Edwards Lifesciences ($EW) has aggressively pursued a global rollout of its Sapien transcatheter aortic heart valve replacement (TAVR), and the device has become a giant revenue generator for the company. Execs are now trying to keep the momentum going with new data suggesting it could be a better option for diabetic patients.
Edwards, based in Irvine, CA, says a new "post-hoc data analysis" from its PARTNER trial shows that diabetes patients with aortic stenosis who need a new heart valve, but are at high surgical risk, saw a big drop in one-year mortality rates with Sapien versus traditional aortic valve replacement surgery. That mortality rate was 35% lower, in fact. The company, which presented the data at the ESC Congress 2013 in Amsterdam, cautioned that the data wasn't definitive but raised the notion that TAVR (and Sapien) could be a better option for diabetes patients in certain situations.
"Our study raises the possibility that TAVR may be the preferred approach for diabetic patients with severe symptomatic aortic stenosis who are at high surgical risk," Brian Lindman, a clinical investigator from the PARTNER trial, said in a statement. Lindman is an assistant professor of medicine, cardiovascular division, at Washington University School of Medicine in St. Louis.
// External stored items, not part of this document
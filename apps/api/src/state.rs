use std::sync::Arc;

use crate::catalogue::brief::BriefParser;
use crate::catalogue::engine::FilterEngine;
use crate::catalogue::loader::Catalogue;
use crate::config::Config;
use crate::llm_client::LlmClient;

/// Shared application state injected into all route handlers via Axum extractors.
#[derive(Clone)]
pub struct AppState {
    /// The immutable record table, loaded once at startup.
    pub catalogue: Arc<Catalogue>,
    pub llm: LlmClient,
    /// Pluggable brief parser. Default: LlmBriefParser over the Groq client.
    pub brief_parser: Arc<dyn BriefParser>,
    pub engine: FilterEngine,
    /// Kept for handlers that need runtime settings beyond the engine's.
    #[allow(dead_code)]
    pub config: Config,
}
//! Brief parsing — the boundary that turns a free-text client brief into a
//! FilterSpec via the LLM.
//!
//! Pluggable, trait-based: `AppState` holds an `Arc<dyn BriefParser>`, so
//! handlers and tests never depend on the live LLM backend.

use async_trait::async_trait;
use thiserror::Error;
use tracing::{debug, warn};

use crate::catalogue::prompts::{build_filter_extract_prompt, FILTER_EXTRACT_SYSTEM};
use crate::catalogue::spec::FilterSpec;
use crate::llm_client::{extract_json_object, LlmClient, LlmError};

/// Why a brief could not be parsed.
///
/// `Unavailable` covers transport, timeout, and authentication failures —
/// the caller falls back to manual filters only. `Malformed` means the
/// response carried no extractable JSON object — the caller proceeds with
/// an empty spec and surfaces a diagnostic. Neither is a crash.
#[derive(Debug, Error)]
pub enum ParseFailure {
    #[error("AI filter service unavailable: {0}")]
    Unavailable(String),

    #[error("AI response contained no usable filter object")]
    Malformed,
}

/// Parses a free-text brief into a FilterSpec.
#[async_trait]
pub trait BriefParser: Send + Sync {
    async fn parse(&self, text: &str) -> Result<FilterSpec, ParseFailure>;
}

/// The production parser: one LLM round-trip, then JSON extraction and
/// closed-key validation.
pub struct LlmBriefParser {
    llm: LlmClient,
}

impl LlmBriefParser {
    pub fn new(llm: LlmClient) -> Self {
        Self { llm }
    }
}

#[async_trait]
impl BriefParser for LlmBriefParser {
    async fn parse(&self, text: &str) -> Result<FilterSpec, ParseFailure> {
        let prompt = build_filter_extract_prompt(text);
        let response = self
            .llm
            .chat(FILTER_EXTRACT_SYSTEM, &prompt)
            .await
            .map_err(|e| match e {
                LlmError::EmptyContent => ParseFailure::Malformed,
                other => ParseFailure::Unavailable(other.to_string()),
            })?;

        let Some(value) = extract_json_object(&response) else {
            warn!(
                "No JSON object in AI response: {}",
                response.chars().take(100).collect::<String>()
            );
            return Err(ParseFailure::Malformed);
        };

        let spec = FilterSpec::from_llm_value(&value);
        debug!("Parsed brief into spec: {spec:?}");
        Ok(spec)
    }
}

/// Test double shared across handler tests; returns a canned result.
#[cfg(test)]
pub(crate) struct StubBriefParser(pub(crate) Result<FilterSpec, ParseFailure>);

#[cfg(test)]
#[async_trait]
impl BriefParser for StubBriefParser {
    async fn parse(&self, _text: &str) -> Result<FilterSpec, ParseFailure> {
        match &self.0 {
            Ok(spec) => Ok(spec.clone()),
            Err(ParseFailure::Malformed) => Err(ParseFailure::Malformed),
            Err(ParseFailure::Unavailable(msg)) => Err(ParseFailure::Unavailable(msg.clone())),
        }
    }
}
The research team found that the one-year mortality rate was only 18% for diabetes patients given the Edwards Sapien valve through the TAVR procedure versus more than 27% for those who relied on surgical aortic valve replacement. This is based on an analysis of diabetes patients in the "as-treated high-risk cohort" in the PARTNER trial. More research is needed, because the initial analysis didn't account for variables like diabetes medications, the severity of diabetic conditions or the effects of insulin treatment.
Sapien has had FDA approval since November 2011 to treat patients who can't have surgery. And it gained expanded approval a year later to treat high-risk surgical patients. In the meantime, Edwards continues to be a fierce protector of Sapien's market potential. The company recently won a major patent battle in a German court against archrival Medtronic ($MDT) and its CoreValve transcatheter aortic heart valve replacement. And Edwards has aggressively pursued regulatory approval in Japan, Europe and elsewhere for Sapien XT, a next-generation model.